WHAT IS EXPECTED>
Print exactly the lines below between the line holding "self.running.store(false, Ordering::Relaxed);" and the line holding "let mut process = command.spawn()?;", inclusive, and nothing more.

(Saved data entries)
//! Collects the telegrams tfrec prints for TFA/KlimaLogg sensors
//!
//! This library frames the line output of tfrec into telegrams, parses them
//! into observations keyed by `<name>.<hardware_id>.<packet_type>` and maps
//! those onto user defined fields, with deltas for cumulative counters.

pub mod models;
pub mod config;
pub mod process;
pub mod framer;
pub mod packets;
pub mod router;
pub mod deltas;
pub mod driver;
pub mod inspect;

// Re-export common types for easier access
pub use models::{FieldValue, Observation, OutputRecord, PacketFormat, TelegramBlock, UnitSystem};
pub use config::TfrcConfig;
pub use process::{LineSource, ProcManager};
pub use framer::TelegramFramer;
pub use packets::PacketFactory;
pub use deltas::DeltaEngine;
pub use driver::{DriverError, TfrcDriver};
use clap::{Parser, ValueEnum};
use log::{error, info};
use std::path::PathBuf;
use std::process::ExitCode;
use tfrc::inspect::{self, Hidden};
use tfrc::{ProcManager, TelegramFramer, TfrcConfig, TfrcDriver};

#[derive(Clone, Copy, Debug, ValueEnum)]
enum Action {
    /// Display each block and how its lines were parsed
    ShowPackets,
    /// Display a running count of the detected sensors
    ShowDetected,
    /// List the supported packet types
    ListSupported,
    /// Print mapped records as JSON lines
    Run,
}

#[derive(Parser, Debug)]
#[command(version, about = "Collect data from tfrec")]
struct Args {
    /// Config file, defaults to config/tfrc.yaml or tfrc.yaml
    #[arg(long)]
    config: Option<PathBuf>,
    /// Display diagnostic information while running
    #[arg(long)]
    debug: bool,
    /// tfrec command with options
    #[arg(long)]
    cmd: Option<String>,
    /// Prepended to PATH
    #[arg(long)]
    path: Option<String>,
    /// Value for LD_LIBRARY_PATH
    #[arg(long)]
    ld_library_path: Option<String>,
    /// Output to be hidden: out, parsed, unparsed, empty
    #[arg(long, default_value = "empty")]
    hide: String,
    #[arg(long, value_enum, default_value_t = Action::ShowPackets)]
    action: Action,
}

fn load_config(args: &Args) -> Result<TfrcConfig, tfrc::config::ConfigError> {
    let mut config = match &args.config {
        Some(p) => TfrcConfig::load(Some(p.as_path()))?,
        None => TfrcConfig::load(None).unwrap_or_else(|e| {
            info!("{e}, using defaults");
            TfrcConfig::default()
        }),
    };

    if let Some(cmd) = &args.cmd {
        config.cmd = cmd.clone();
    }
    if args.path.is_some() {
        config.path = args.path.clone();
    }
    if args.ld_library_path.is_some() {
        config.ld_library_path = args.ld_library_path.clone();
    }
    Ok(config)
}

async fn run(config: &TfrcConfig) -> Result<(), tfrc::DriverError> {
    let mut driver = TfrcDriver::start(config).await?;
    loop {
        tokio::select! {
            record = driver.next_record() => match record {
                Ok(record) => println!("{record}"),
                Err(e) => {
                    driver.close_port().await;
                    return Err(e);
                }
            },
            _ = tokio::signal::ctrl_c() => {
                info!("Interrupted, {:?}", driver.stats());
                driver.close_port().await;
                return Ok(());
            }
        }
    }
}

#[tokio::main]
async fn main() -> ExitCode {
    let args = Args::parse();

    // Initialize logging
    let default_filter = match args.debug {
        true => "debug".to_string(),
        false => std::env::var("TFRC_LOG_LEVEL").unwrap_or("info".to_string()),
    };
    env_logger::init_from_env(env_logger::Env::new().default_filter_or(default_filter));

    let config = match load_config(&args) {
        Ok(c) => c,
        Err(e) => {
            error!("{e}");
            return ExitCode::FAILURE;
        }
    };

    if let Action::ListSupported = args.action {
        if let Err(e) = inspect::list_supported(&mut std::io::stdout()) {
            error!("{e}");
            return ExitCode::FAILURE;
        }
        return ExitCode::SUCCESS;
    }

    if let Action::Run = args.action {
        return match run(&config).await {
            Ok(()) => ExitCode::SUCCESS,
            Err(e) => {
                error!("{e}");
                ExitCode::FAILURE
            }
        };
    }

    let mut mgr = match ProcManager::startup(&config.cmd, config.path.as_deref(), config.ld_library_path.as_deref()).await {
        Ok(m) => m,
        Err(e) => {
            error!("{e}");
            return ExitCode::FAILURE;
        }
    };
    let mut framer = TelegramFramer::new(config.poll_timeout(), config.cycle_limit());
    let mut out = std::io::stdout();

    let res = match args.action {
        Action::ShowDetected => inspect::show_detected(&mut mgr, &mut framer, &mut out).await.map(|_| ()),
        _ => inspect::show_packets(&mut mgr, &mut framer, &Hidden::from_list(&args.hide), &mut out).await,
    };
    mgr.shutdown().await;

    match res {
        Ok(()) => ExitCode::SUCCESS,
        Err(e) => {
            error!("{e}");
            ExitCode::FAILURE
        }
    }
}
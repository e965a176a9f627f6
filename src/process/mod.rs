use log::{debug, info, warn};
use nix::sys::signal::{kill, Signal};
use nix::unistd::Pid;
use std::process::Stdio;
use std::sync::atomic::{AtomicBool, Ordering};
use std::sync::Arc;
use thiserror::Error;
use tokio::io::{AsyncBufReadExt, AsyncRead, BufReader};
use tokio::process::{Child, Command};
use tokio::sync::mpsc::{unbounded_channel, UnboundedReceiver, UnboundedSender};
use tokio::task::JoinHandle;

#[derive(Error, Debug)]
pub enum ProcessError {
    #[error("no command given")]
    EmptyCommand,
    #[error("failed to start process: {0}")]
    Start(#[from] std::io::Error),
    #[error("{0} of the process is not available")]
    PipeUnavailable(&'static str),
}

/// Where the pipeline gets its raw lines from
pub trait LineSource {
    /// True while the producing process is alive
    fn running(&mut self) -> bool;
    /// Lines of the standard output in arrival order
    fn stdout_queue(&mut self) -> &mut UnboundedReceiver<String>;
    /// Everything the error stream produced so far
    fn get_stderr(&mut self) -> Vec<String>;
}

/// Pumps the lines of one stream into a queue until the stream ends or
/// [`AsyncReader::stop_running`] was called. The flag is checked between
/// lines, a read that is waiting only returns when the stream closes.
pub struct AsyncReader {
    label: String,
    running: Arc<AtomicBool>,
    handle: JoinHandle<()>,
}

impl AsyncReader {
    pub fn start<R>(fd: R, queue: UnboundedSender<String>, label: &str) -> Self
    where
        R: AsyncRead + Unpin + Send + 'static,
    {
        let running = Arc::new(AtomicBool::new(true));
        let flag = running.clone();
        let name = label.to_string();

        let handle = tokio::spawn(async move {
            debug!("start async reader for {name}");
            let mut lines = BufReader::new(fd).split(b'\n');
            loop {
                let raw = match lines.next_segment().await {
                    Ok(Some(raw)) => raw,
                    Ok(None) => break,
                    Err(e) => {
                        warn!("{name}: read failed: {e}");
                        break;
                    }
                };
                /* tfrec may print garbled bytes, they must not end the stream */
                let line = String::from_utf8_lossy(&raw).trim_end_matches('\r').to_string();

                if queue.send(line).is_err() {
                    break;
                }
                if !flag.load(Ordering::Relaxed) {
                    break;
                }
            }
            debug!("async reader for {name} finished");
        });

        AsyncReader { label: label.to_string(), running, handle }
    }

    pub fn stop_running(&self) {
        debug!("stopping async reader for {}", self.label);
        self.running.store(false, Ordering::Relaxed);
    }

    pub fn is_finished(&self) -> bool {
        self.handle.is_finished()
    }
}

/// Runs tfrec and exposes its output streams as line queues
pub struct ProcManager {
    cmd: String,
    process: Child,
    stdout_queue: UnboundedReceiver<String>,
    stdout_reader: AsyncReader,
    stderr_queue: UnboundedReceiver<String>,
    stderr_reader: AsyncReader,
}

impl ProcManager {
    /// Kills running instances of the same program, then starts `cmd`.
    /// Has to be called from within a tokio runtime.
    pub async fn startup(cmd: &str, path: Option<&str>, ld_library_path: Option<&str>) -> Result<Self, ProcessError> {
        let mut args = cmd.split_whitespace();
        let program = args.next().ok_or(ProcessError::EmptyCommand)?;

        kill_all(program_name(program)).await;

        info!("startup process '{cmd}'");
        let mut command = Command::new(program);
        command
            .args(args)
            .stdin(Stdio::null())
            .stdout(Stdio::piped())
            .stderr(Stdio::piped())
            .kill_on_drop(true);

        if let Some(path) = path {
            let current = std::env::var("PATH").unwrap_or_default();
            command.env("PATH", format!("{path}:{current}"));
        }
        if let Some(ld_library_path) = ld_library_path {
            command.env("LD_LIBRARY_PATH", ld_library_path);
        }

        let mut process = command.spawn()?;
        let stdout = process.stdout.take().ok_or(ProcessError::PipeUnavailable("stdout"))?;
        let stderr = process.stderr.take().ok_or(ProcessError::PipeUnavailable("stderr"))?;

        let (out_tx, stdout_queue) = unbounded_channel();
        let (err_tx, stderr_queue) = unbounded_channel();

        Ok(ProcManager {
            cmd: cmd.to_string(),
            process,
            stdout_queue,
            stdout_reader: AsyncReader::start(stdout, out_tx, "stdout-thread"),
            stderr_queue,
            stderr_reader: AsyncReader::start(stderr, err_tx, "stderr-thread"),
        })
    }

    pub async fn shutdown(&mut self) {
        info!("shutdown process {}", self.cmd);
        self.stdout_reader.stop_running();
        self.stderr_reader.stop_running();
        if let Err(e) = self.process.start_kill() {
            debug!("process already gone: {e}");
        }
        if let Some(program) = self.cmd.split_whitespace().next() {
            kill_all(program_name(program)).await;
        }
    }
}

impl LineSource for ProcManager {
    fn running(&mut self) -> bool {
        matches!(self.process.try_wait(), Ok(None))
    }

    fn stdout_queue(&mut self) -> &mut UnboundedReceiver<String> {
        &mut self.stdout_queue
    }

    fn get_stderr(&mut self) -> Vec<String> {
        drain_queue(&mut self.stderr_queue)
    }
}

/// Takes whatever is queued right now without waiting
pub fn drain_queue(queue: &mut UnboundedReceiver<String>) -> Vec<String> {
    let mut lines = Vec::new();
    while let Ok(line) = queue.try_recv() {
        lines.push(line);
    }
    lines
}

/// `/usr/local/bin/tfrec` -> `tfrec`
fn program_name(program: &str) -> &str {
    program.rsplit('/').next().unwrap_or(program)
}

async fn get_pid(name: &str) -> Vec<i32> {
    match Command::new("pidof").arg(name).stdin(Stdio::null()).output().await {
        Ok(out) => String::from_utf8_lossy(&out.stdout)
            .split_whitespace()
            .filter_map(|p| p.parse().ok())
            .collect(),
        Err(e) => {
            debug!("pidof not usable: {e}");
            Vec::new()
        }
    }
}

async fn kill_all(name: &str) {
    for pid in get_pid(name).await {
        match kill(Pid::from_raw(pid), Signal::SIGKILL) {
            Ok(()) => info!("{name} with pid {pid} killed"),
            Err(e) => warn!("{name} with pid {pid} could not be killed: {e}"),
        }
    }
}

TASK SOLUTION>
        self.running.store(false, Ordering::Relaxed);
    }

    pub fn is_finished(&self) -> bool {
        self.handle.is_finished()
    }
}

/// Runs tfrec and exposes its output streams as line queues
pub struct ProcManager {
    cmd: String,
    process: Child,
    stdout_queue: UnboundedReceiver<String>,
    stdout_reader: AsyncReader,
    stderr_queue: UnboundedReceiver<String>,
    stderr_reader: AsyncReader,
}

impl ProcManager {
    /// Kills running instances of the same program, then starts `cmd`.
    /// Has to be called from within a tokio runtime.
    pub async fn startup(cmd: &str, path: Option<&str>, ld_library_path: Option<&str>) -> Result<Self, ProcessError> {
        let mut args = cmd.split_whitespace();
        let program = args.next().ok_or(ProcessError::EmptyCommand)?;

        kill_all(program_name(program)).await;

        info!("startup process '{cmd}'");
        let mut command = Command::new(program);
        command
            .args(args)
            .stdin(Stdio::null())
            .stdout(Stdio::piped())
            .stderr(Stdio::piped())
            .kill_on_drop(true);

        if let Some(path) = path {
            let current = std::env::var("PATH").unwrap_or_default();
            command.env("PATH", format!("{path}:{current}"));
        }
        if let Some(ld_library_path) = ld_library_path {
            command.env("LD_LIBRARY_PATH", ld_library_path);
        }

        let mut process = command.spawn()?;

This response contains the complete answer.